From the entries below, return exactly the lines beginning at the one that contains "a.name == name)" and ending at the one that contains "pub fn name(elem: ElementRef<'_>)", both of them included, and only those lines.

-- Input for this task follows --

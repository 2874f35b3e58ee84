//! Read-only navigation over a [`Document`].
//!
//! Every function here is a pure read of the tree's links at call time. A
//! missing answer (no parent, no such attribute, no element sibling) is a
//! `None`, `false`, or empty `Vec`, never an error.
//!
//! # Panics
//!
//! Node ids must come from the `doc` they are passed with. Like
//! [`Document::node`], the functions taking a `NodeId` panic when the id
//! does not index into `doc`'s arena (an id from another, larger document,
//! or one forged with [`NodeId::from_raw`]).
//!
//! # Examples
//!
//! ```
//! use domwalk::traversal;
//! use domwalk::{Attribute, Document};
//!
//! let mut doc = Document::new();
//! let div = doc.create_element("div", vec![Attribute::new("id", "x")]);
//! let span = doc.create_element("span", vec![]);
//! let text = doc.create_text(" text ");
//! let b = doc.create_element("b", vec![]);
//! doc.append_child(doc.root(), div).unwrap();
//! for child in [span, text, b] {
//!     doc.append_child(div, child).unwrap();
//! }
//!
//! let next = traversal::next_element_sibling(&doc, span).unwrap();
//! assert_eq!(traversal::name(next), "b");
//! assert_eq!(traversal::siblings(&doc, span), vec![span, text, b]);
//! ```

use std::collections::VecDeque;

use crate::tree::{Document, ElementRef, NodeId};

/// Returns the children of `node` in document order.
///
/// Nodes that cannot own children yield an empty `Vec`.
#[must_use]
pub fn children(doc: &Document, node: NodeId) -> Vec<NodeId> {
    doc.children(node).collect()
}

/// Returns the container owning `node`, or `None` for the document node and
/// detached nodes.
#[must_use]
pub fn parent(doc: &Document, node: NodeId) -> Option<NodeId> {
    doc.parent(node)
}

/// Returns every sibling of `node`, `node` included, in document order.
///
/// When `node` has a parent this is exactly the parent's child list. A
/// parentless node may still sit in a detached `prev`/`next` chain; the
/// chain is then rebuilt by walking outward in both directions.
#[must_use]
pub fn siblings(doc: &Document, node: NodeId) -> Vec<NodeId> {
    if let Some(parent) = doc.parent(node) {
        return children(doc, parent);
    }

    let mut chain = VecDeque::from([node]);
    let mut prev = doc.prev_sibling(node);
    while let Some(id) = prev {
        chain.push_front(id);
        prev = doc.prev_sibling(id);
    }
    let mut next = doc.next_sibling(node);
    while let Some(id) = next {
        chain.push_back(id);
        next = doc.next_sibling(id);
    }

    tracing::trace!(%node, len = chain.len(), "rebuilt detached sibling chain");
    chain.into()
}

/// Returns the value of attribute `name` on `elem`.
///
/// The match is exact and case-sensitive. A key stored without a value
/// yields `None`, the same as a missing key.
#[must_use]
pub fn attribute_value<'a>(elem: ElementRef<'a>, name: &str) -> Option<&'a str> {
    elem.attributes()
        .iter()
        .find(|a| a.name == name)
        .and_then(|a| a.value.as_deref())
}

/// Returns `true` if `elem` carries attribute `name` with a value.
///
/// Agrees with [`attribute_value`]: a key stored without a value is not
/// reported as present.
#[must_use]
pub fn has_attrib(elem: ElementRef<'_>, name: &str) -> bool {
    attribute_value(elem, name).is_some()
}

/// Returns the tag name of `elem`, verbatim.
#[must_use]
pub fn name(elem: ElementRef<'_>) -> &str {
    elem.name()
}

/// Returns the nearest following sibling of `node` that is an element.
#[must_use]
pub fn next_element_sibling(doc: &Document, node: NodeId) -> Option<ElementRef<'_>> {
    let mut next = doc.next_sibling(node);
    while let Some(id) = next {
        if let Some(elem) = doc.element(id) {
            return Some(elem);
        }
        next = doc.next_sibling(id);
    }
    None
}

/// Returns the nearest preceding sibling of `node` that is an element.
#[must_use]
pub fn prev_element_sibling(doc: &Document, node: NodeId) -> Option<ElementRef<'_>> {
    let mut prev = doc.prev_sibling(node);
    while let Some(id) = prev {
        if let Some(elem) = doc.element(id) {
            return Some(elem);
        }
        prev = doc.prev_sibling(id);
    }
    None
}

-- Input for this task concluded --

**Written response:**
        .find(|a| a.name == name)
        .and_then(|a| a.value.as_deref())
}

/// Returns `true` if `elem` carries attribute `name` with a value.
///
/// Agrees with [`attribute_value`]: a key stored without a value is not
/// reported as present.
#[must_use]
pub fn has_attrib(elem: ElementRef<'_>, name: &str) -> bool {
    attribute_value(elem, name).is_some()
}

/// Returns the tag name of `elem`, verbatim.
#[must_use]
pub fn name(elem: ElementRef<'_>) -> &str {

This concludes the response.